Implications and potential future research
The authors suggested that future research could look at whether prosocial concerns and social density are critical to other preventive behaviors for COVID-19, such as physical distancing, mask-wearing, and handwashing, and whether these findings about the flu and COVID-19 vaccines may be generalized to other vaccines. They also suggested looking at whether prosocial concerns could make people less willing to vaccinate under certain circumstances.

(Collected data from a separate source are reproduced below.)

impl<B: ChatBackend> ChatSession<B> {
    /// Creates a new chat session with the given backend and configuration.
    pub fn new(backend: B, config: ChatConfig) -> Self {
        let assembler = RequestAssembler::new(config.context_turns);
        Self {
            backend,
            config,
            session: Session::new(),
            assembler,
            attachment: None,
            state: RequestState::Idle,
            counters: Counters::default(),
            last_response_time: None,
        }
    }

    /// Submits user text and streams the response.
    ///
    /// This method:
    /// 1. Adds the user turn to history and consumes any pending attachment
    /// 2. Sends a streaming request to the backend
    /// 3. Renders deltas as they arrive
    /// 4. Adds the complete response as an assistant turn
    ///
    /// Failures are rendered and returned as outcomes; only a completed response adds an
    /// assistant turn. The user turn stays in history whatever the outcome.
    pub async fn submit(&mut self, text: &str, renderer: &mut dyn Renderer) -> TurnOutcome {
        let prompt = text.trim();
        if prompt.is_empty() {
            return TurnOutcome::Failed(Error::validation("prompt is empty", None));
        }

        let attachment = self.attachment.take();
        self.session.append(Turn::user(prompt));
        let messages = self.assembler.assemble(
            &self.session,
            self.config.category,
            prompt,
            attachment.as_ref(),
        );
        tracing::debug!(
            model = %self.config.model,
            category = %self.config.category,
            payload = messages.len(),
            image = attachment.is_some(),
            "submitting ticket message"
        );

        self.counters.requests += 1;
        self.transition(RequestState::Sending);
        renderer.print_placeholder();
        let start = Instant::now();

        let outcome = self.stream_response(messages, start, renderer).await;
        self.transition(RequestState::Idle);

        match &outcome {
            TurnOutcome::Completed { text } => {
                CHAT_COMPLETED.click();
                self.counters.completed += 1;
                self.last_response_time = Some(start.elapsed());
                STREAM_DURATION.add(start.elapsed().as_secs_f64());
                self.session.append(Turn::assistant(text.clone()));
                renderer.finish_response();
            }
            TurnOutcome::EmptyResponse(err) => {
                CHAT_EMPTY_RESPONSES.click();
                self.counters.empty_responses += 1;
                tracing::warn!(error = %err, "no text in response");
                renderer.clear_placeholder();
                renderer.print_warning(
                    "⚠️ The AI returned an empty response. Please switch models with /model!",
                );
            }
            TurnOutcome::Failed(err) => {
                CHAT_FAILURES.click();
                self.counters.failures += 1;
                tracing::warn!(model = %self.config.model, error = %err, "request failed");
                renderer.clear_placeholder();
                renderer.print_error(&format!("⚠️ Connection Error: {err}"));
            }
            TurnOutcome::Interrupted(err) => {
                CHAT_INTERRUPTS.click();
                self.counters.interrupts += 1;
                tracing::debug!(error = %err, "request interrupted");
                renderer.print_interrupted();
            }
        }
        outcome
    }

    async fn stream_response(
        &mut self,
        messages: Vec<crate::types::ChatMessage>,
        start: Instant,
        renderer: &mut dyn Renderer,
    ) -> TurnOutcome {
        let opened = interruptible(
            self.backend.stream_text(&self.config.model, messages),
            renderer,
        )
        .await;
        let mut stream = match opened {
            Some(Ok(stream)) => stream,
            Some(Err(err)) => return TurnOutcome::Failed(err),
            None => return interrupted(),
        };

        let mut text = String::new();
        let mut deltas = 0;
        self.transition(RequestState::Streaming { deltas });
        loop {
            if renderer.should_interrupt() {
                return interrupted();
            }
            let next = match interruptible(stream.next(), renderer).await {
                Some(next) => next,
                None => return interrupted(),
            };
            match next {
                Some(Ok(delta)) => {
                    if delta.is_empty() {
                        continue;
                    }
                    if deltas == 0 {
                        STREAM_FIRST_DELTA.add(start.elapsed().as_secs_f64());
                        renderer.clear_placeholder();
                    }
                    deltas += 1;
                    self.state = RequestState::Streaming { deltas };
                    renderer.print_text(&delta);
                    text.push_str(&delta);
                }
                Some(Err(err)) => return TurnOutcome::Failed(err),
                None => break,
            }
        }

        if text.is_empty() {
            TurnOutcome::EmptyResponse(Error::empty_response(self.config.model.as_str()))
        } else {
            TurnOutcome::Completed { text }
        }
    }

    fn transition(&mut self, next: RequestState) {
        tracing::trace!(from = ?self.state, to = ?next, "request state");
        self.state = next;
    }

    /// The current request state; `Idle` whenever no submission is running.
    pub fn state(&self) -> RequestState {
        self.state
    }

    /// The conversation history.
    pub fn history(&self) -> &[Turn] {
        self.session.turns()
    }

    /// Returns the number of turns in the conversation.
    pub fn turn_count(&self) -> usize {
        self.session.len()
    }

    /// Discards the conversation and any pending attachment.
    pub fn new_session(&mut self) {
        self.session = Session::new();
        self.attachment = None;
    }

    /// Returns the current model.
    pub fn model(&self) -> &Model {
        &self.config.model
    }

    /// Changes the model used for responses.
    pub fn set_model(&mut self, model: Model) {
        self.config.model = model;
    }

    /// Selects a model by catalog index or identifier.
    pub fn select_model(&mut self, selection: &str) -> Result<&Model> {
        let model = self.config.catalog.resolve(selection).ok_or_else(|| {
            Error::validation(
                format!("no model matches {selection:?}"),
                Some("model".to_string()),
            )
        })?;
        self.config.model = model;
        Ok(&self.config.model)
    }

    /// The models offered for selection.
    pub fn catalog(&self) -> &ModelCatalog {
        &self.config.catalog
    }

    /// Returns the current ticket category.
    pub fn category(&self) -> Category {
        self.config.category
    }

    /// Changes the ticket category, returning its advisory if it has one.
    ///
    /// Only the system instruction of later requests changes; history is untouched.
    pub fn set_category(&mut self, category: Category) -> Option<&'static str> {
        self.config.category = category;
        category.advisory()
    }

    /// Selects a category by name, alias, or 1-based index.
    pub fn select_category(&mut self, selection: &str) -> Result<Category> {
        let category: Category = selection
            .parse()
            .map_err(|e: String| Error::validation(e, Some("category".to_string())))?;
        self.set_category(category);
        Ok(category)
    }

    /// Loads an image to send with the next submission.
    ///
    /// On error the pending attachment is left unchanged.
    pub fn attach(&mut self, path: impl AsRef<Path>) -> Result<&Attachment> {
        let attachment = Attachment::from_path(path)?;
        Ok(self.attachment.insert(attachment))
    }

    /// Sets the attachment for the next submission directly.
    pub fn set_attachment(&mut self, attachment: Option<Attachment>) {
        self.attachment = attachment;
    }

    /// Drops the pending attachment, returning it.
    pub fn detach(&mut self) -> Option<Attachment> {
        self.attachment.take()
    }

    /// The attachment that will be sent with the next submission.
    pub fn pending_attachment(&self) -> Option<&Attachment> {
        self.attachment.as_ref()
    }

    /// The active configuration.
    pub fn config(&self) -> &ChatConfig {
        &self.config
    }

    /// Returns the current session statistics snapshot.
    pub fn stats(&self) -> SessionStats {
        SessionStats {
            model: self.config.model.clone(),
            category: self.config.category,
            turn_count: self.session.len(),
            user_turns: self.session.count_role(Role::User),
            assistant_turns: self.session.count_role(Role::Assistant),
            context_turns: self.assembler.context_turns(),
            total_requests: self.counters.requests,
            completed: self.counters.completed,
            empty_responses: self.counters.empty_responses,
            failures: self.counters.failures,
            interrupts: self.counters.interrupts,
            last_response_time: self.last_response_time,
            pending_attachment: self
                .attachment
                .as_ref()
                .map(|a| a.display_name().to_string()),
        }
    }
}
// Public modules
pub mod assembler;
pub mod chat;
pub mod client;
pub mod client_logger;
pub mod error;
pub mod render;
pub mod session;
pub mod sse;
pub mod types;
pub mod utils;

mod observability;

// Re-exports
pub use assembler::{RequestAssembler, system_instruction};
pub use client::{API_KEY_ENV, ChatBackend, ChunkStream, OpenRouter, TextStream};
pub use client_logger::{ClientLogger, TracingClientLogger};
pub use error::{Error, Result};
pub use observability::register_biometrics;
pub use render::{PlainTextRenderer, Renderer};
pub use session::{DEFAULT_CONTEXT_TURNS, Session};
pub use types::*;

For example, if most people are immune to a particular infectious disease, they may not be motivated to vaccinate for others since their vaccination would have minimal impact.
In theory, social density may influence additional behaviors considered to affect other people’s well-being, such as taking part in social movements that affect gender and racial equality. Or, the researchers noted, these findings could be applied to spaces such as hospitals, college dorms, schools, and workplaces, where social density in the immediate environment may affect the processes that lead to altruistic behavior.
The researchers thank the APPC 2018-2019 ASK (Annenberg Science Knowledge) group, including the survey design and administration team: APPC postdoctoral fellows Ozan Kuru, Dominik Stecula, Hang Lu, and Yotam Ophir; Man-pui Sally Chan of the University of Illinois at Urbana-Champaign; Ken Winneg, APPC’s managing director of survey research; and Kathleen Hall Jamieson, APPC’s director.
The 2018-19 ASK survey data were employed in other Annenberg vaccination studies, including:
- “Policy Views and Negative Beliefs About Vaccines in the United States, 2019” (American Journal of Public Health, October 2020)
- “Prospective associations of regional social media messages with attitudes and actual vaccination: A big data and survey study of the influenza vaccine in the United States” (Vaccine, September 2020)
- “Intentions to Seek Information About the Influenza Vaccine: The Role of Informational Subjective Norms, Anticipated and Experienced Affect, and Information Insufficiency Among Vaccinated and Unvaccinated People” (Risk Analysis, February 2020)
- “How trust in experts and media use affect acceptance of common anti-vaccination claims” (Harvard Kennedy School Misinformation Review, January 2020)
“Concerns for others increase the likelihood of vaccination against influenza and COVID-19 more in sparsely rather than densely populated areas” was published in PNAS on December 18, 2020. The paper’s DOI is 10.1073/pnas.2007538118.